Though the DREAM Act is not yet a reality, Deferred Action is an alternative that will allow a lesser version of some policies to be put in place. According to the Department of Homeland Security website, Deferred Action will allow individuals who immigrated to the U.S. as children, that do not pose a risk to security and meet several criteria, to be safe from the threat of removal.

The Deferred Action criteria are similar to those outlined in the 2009 DREAM Act but have an extra requirement of a minimal criminal record. According to the DHS website, only individuals who have not been convicted of a felony, multiple misdemeanors or a significant misdemeanor charge will be considered for Deferred Action.

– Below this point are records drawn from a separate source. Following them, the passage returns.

//! Console flag command handlers.
//!
//! Flags live in the profile, not on the server, so these commands
//! work without a console connection.

use strum::IntoEnumIterator;

use opsdeck_core::{ConsoleFlag, FlagStore};

use crate::cli::{FlagState, FlagsArgs, FlagsCommand, GlobalOpts};
use crate::config;
use crate::error::CliError;
use crate::output;

use super::util;

pub fn handle(args: FlagsArgs, global: &GlobalOpts) -> Result<(), CliError> {
    match args.command {
        FlagsCommand::Show => {
            let cfg = config::load_config_or_default();
            let profile_name = config::active_profile_name(global, &cfg);
            let flags = cfg
                .profiles
                .get(&profile_name)
                .map(|p| p.flags)
                .unwrap_or_default();
            let store = FlagStore::new(flags);
            let color = output::should_color(&global.color);

            let out = output::render_single(
                &global.output,
                &flags,
                |_| {
                    ConsoleFlag::iter()
                        .map(|flag| {
                            let name = flag.to_string();
                            let cell = output::bool_cell(store.is_enabled(flag), "on", "off", color);
                            format!("{name:<20}{cell}")
                        })
                        .collect::<Vec<_>>()
                        .join("\n")
                },
                |_| {
                    ConsoleFlag::iter()
                        .map(|flag| {
                            let state = if store.is_enabled(flag) { "on" } else { "off" };
                            format!("{flag}={state}")
                        })
                        .collect::<Vec<_>>()
                        .join("\n")
                },
            );
            output::print_output(&out, global.quiet);
            Ok(())
        }

        FlagsCommand::Set { flag, state } => {
            let parsed: ConsoleFlag = flag.parse().map_err(|_| {
                let valid = ConsoleFlag::iter()
                    .map(|f| f.to_string())
                    .collect::<Vec<_>>()
                    .join(", ");
                CliError::Validation {
                    field: "flag".into(),
                    reason: format!("unknown flag '{flag}' (valid: {valid})"),
                }
            })?;
            let enabled = matches!(state, FlagState::On);

            let mut cfg = config::load_config_or_default();
            let profile_name = config::active_profile_name(global, &cfg);
            let available = util::available_profiles(&cfg);
            let profile = cfg.profiles.get_mut(&profile_name).ok_or_else(|| {
                CliError::ProfileNotFound {
                    name: profile_name.clone(),
                    available,
                }
            })?;

            // FlagStore owns the flag-to-field mapping; go through it so
            // the CLI never grows its own copy.
            let store = FlagStore::new(profile.flags);
            store.set(parsed, enabled);
            profile.flags = store.current();

            config::save_config(&cfg)?;
            if !global.quiet {
                let word = if enabled { "on" } else { "off" };
                eprintln!("✓ Flag '{parsed}' turned {word} for profile '{profile_name}'");
            }
            Ok(())
        }
    }
}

Applicants who can prove that they meet all of the outlined criteria will be accepted for Deferred Action on a case-by-case basis. Applicants who are accepted will receive Deferred Action for two years and can reapply biannually.

A February 2013 Reuters poll found that more than half of U.S. citizens polled believed that all or most undocumented immigrants should be deported.

Stevenson said that conservatives often argue that giving undocumented immigrants a path to citizenship, or even legal or conditional permanent residency, would give rise to even more illegal immigration.

“The argument is that it would open the door to further undocumented immigration down the line and that we should not ‘reward’ this type of illegal behavior,” Stevenson said.

Whether Americans favor or oppose allowing undocumented students residency status, those students are in the U.S.  and will remain so unless action is taken to remove them. In the meantime, Wilks said that UIndy is looking for ways to attract Latino students, no matter their status.

“There is definitely an awareness that we need to be a university who reaches out to the Latino population because that is the largest, fastest growing pipeline of students,” Wilks said. “We have to come up with ways that we can attract, enroll and graduate those students of the future whether they are documented or undocumented.”